What needs to be done: Scan the data below and state how many of its lines contain the word "path", giving only the figure.

Information given:
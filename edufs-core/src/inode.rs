//! On-disk inode record and its exact byte encoding (spec §3, §6).

use crate::util::{bytes_of, pack_name, unpack_name, value_from_bytes};

/// Inode type discriminator (spec §3): a tagged variant rather than subclassing.
#[derive(Debug, Clone, Copy, PartialEq, Eq)]
#[repr(u8)]
pub enum FileType {
    File = 0,
    Directory = 1,
}

impl FileType {
    fn from_u8(b: u8) -> Option<Self> {
        match b {
            0 => Some(Self::File),
            1 => Some(Self::Directory),
            _ => None,
        }
    }
}

/// Maximum length of an inode's name, excluding the terminating NUL.
pub const NAME_MAX: usize = 63;

/// Size in bytes of the on-disk inode encoding (spec §6); must divide `BLOCK_SIZE`.
pub const INODE_SIZE: usize = 128;

/// On-disk representation, little-endian, matching the byte offsets in spec §6.
#[repr(C, packed)]
#[derive(Clone, Copy)]
struct RawInode {
    id: u32,
    type_: u8,
    _pad0: [u8; 3],
    size: u32,
    start_block: u32,
    block_count: u32,
    parent_id: u32,
    create_time: u64,
    modify_time: u64,
    name: [u8; 64],
    _reserved: [u8; 24],
}

const _: () = assert!(std::mem::size_of::<RawInode>() == INODE_SIZE);
const _: () = assert!(4096 % INODE_SIZE == 0);

/// In-memory inode record.
#[derive(Debug, Clone, PartialEq, Eq)]
pub struct Inode {
    pub id: u32,
    pub kind: FileType,
    pub size: u32,
    pub start_block: u32,
    pub block_count: u32,
    pub parent_id: u32,
    pub create_time: u64,
    pub modify_time: u64,
    pub name: String,
}

impl Inode {
    /// An all-zero, unallocated slot: an inode with `id == 0` marks a free table slot.
    pub fn empty() -> Self {
        Self {
            id: 0,
            kind: FileType::File,
            size: 0,
            start_block: 0,
            block_count: 0,
            parent_id: 0,
            create_time: 0,
            modify_time: 0,
            name: String::new(),
        }
    }

    /// Whether this slot is in use.
    pub fn is_allocated(&self) -> bool {
        self.id != 0
    }

    pub fn is_dir(&self) -> bool {
        self.kind == FileType::Directory
    }

    pub fn is_file(&self) -> bool {
        self.kind == FileType::File
    }

    /// Encodes this inode to exactly [`INODE_SIZE`] little-endian bytes.
    pub fn encode(&self) -> [u8; INODE_SIZE] {
        let name = pack_name::<64>(&self.name).unwrap_or([0u8; 64]);
        let raw = RawInode {
            id: self.id.to_le(),
            type_: self.kind as u8,
            _pad0: [0; 3],
            size: self.size.to_le(),
            start_block: self.start_block.to_le(),
            block_count: self.block_count.to_le(),
            parent_id: self.parent_id.to_le(),
            create_time: self.create_time.to_le(),
            modify_time: self.modify_time.to_le(),
            name,
            _reserved: [0; 24],
        };
        let bytes = unsafe { bytes_of(&raw) };
        let mut out = [0u8; INODE_SIZE];
        out.copy_from_slice(bytes);
        out
    }

    /// Decodes an inode from exactly [`INODE_SIZE`] bytes. Returns `None` if the
    /// `type` byte is not a recognized discriminator for an allocated slot.
    pub fn decode(bytes: &[u8]) -> Option<Self> {
        let raw: RawInode = unsafe { value_from_bytes(bytes) };
        let id = u32::from_le(raw.id);
        if id == 0 {
            return Some(Self::empty());
        }
        let kind = FileType::from_u8(raw.type_)?;
        Some(Self {
            id,
            kind,
            size: u32::from_le(raw.size),
            start_block: u32::from_le(raw.start_block),
            block_count: u32::from_le(raw.block_count),
            parent_id: u32::from_le(raw.parent_id),
            create_time: u64::from_le(raw.create_time),
            modify_time: u64::from_le(raw.modify_time),
            name: unpack_name(&raw.name),
        })
    }
}

#[cfg(test)]
mod test {
    use super::*;

    #[test]
    fn encode_decode_roundtrip() {
        let inode = Inode {
            id: 7,
            kind: FileType::Directory,
            size: 4096,
            start_block: 200,
            block_count: 1,
            parent_id: 1,
            create_time: 1000,
            modify_time: 2000,
            name: "subdir".to_owned(),
        };
        let bytes = inode.encode();
        assert_eq!(bytes.len(), INODE_SIZE);
        let decoded = Inode::decode(&bytes).unwrap();
        assert_eq!(decoded, inode);
    }

    #[test]
    fn empty_slot_decodes_as_unallocated() {
        let bytes = [0u8; INODE_SIZE];
        let decoded = Inode::decode(&bytes).unwrap();
        assert!(!decoded.is_allocated());
    }

    #[test]
    fn field_offsets_match_spec() {
        // Spec §6: id@0, type@4, size@8, start_block@12, block_count@16,
        // parent_id@20, create_time@24, modify_time@32, name@40 (64 bytes).
        let inode = Inode {
            id: 0x01020304,
            kind: FileType::Directory,
            size: 0,
            start_block: 0,
            block_count: 0,
            parent_id: 0,
            create_time: 0,
            modify_time: 0,
            name: String::new(),
        };
        let bytes = inode.encode();
        assert_eq!(&bytes[0..4], &0x01020304u32.to_le_bytes());
        assert_eq!(bytes[4], 1); // Directory
        assert_eq!(bytes.len(), 128);
    }
}
//! Error kinds shared by every layer of the filesystem.

use std::fmt;
use std::io;

/// An error produced by any component of the filesystem.
#[derive(Debug)]
pub enum Error {
    /// An operation requiring a mounted filesystem was attempted on an unmounted one.
    NotMounted,
    /// `format`/`mount` was attempted while already mounted.
    AlreadyMounted,
    /// A name was empty, too long, or contained an illegal character.
    InvalidName,
    /// A path did not resolve to an existing entry.
    NotFound,
    /// A name already exists in the target directory.
    Exists,
    /// An operation expected a file but found a directory, or vice versa.
    WrongType,
    /// `rmdir` was attempted on a non-empty directory.
    NotEmpty,
    /// A destructive operation was attempted on a path with open references.
    Busy,
    /// The bitmap has no free block(s) satisfying the request.
    NoSpace,
    /// The inode table has no free slot.
    NoInodes,
    /// The backing file could not be read or written.
    Io(io::Error),
    /// On-disk metadata violates an invariant of the format.
    Corruption(&'static str),
}

impl fmt::Display for Error {
    fn fmt(&self, f: &mut fmt::Formatter<'_>) -> fmt::Result {
        match self {
            Self::NotMounted => write!(f, "filesystem is not mounted"),
            Self::AlreadyMounted => write!(f, "filesystem is already mounted"),
            Self::InvalidName => write!(f, "invalid name"),
            Self::NotFound => write!(f, "no such file or directory"),
            Self::Exists => write!(f, "file exists"),
            Self::WrongType => write!(f, "inappropriate type for operation"),
            Self::NotEmpty => write!(f, "directory not empty"),
            Self::Busy => write!(f, "resource busy"),
            Self::NoSpace => write!(f, "no space left on device"),
            Self::NoInodes => write!(f, "no inodes left on device"),
            Self::Io(e) => write!(f, "I/O error: {e}"),
            Self::Corruption(msg) => write!(f, "corrupted filesystem: {msg}"),
        }
    }
}

impl std::error::Error for Error {
    fn source(&self) -> Option<&(dyn std::error::Error + 'static)> {
        match self {
            Self::Io(e) => Some(e),
            _ => None,
        }
    }
}

impl From<io::Error> for Error {
    fn from(e: io::Error) -> Self {
        Self::Io(e)
    }
}

/// Numeric exit code associated with an error, for the CLI surface (spec §6).
impl Error {
    pub fn code(&self) -> i32 {
        match self {
            Self::NotMounted => 2,
            Self::AlreadyMounted => 3,
            Self::InvalidName => 4,
            Self::NotFound => 5,
            Self::Exists => 6,
            Self::WrongType => 7,
            Self::NotEmpty => 8,
            Self::Busy => 9,
            Self::NoSpace => 10,
            Self::NoInodes => 11,
            Self::Io(_) => 12,
            Self::Corruption(_) => 13,
        }
    }
}

/// Result type used throughout the crate.
pub type Result<T> = std::result::Result<T, Error>;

Completed task: 2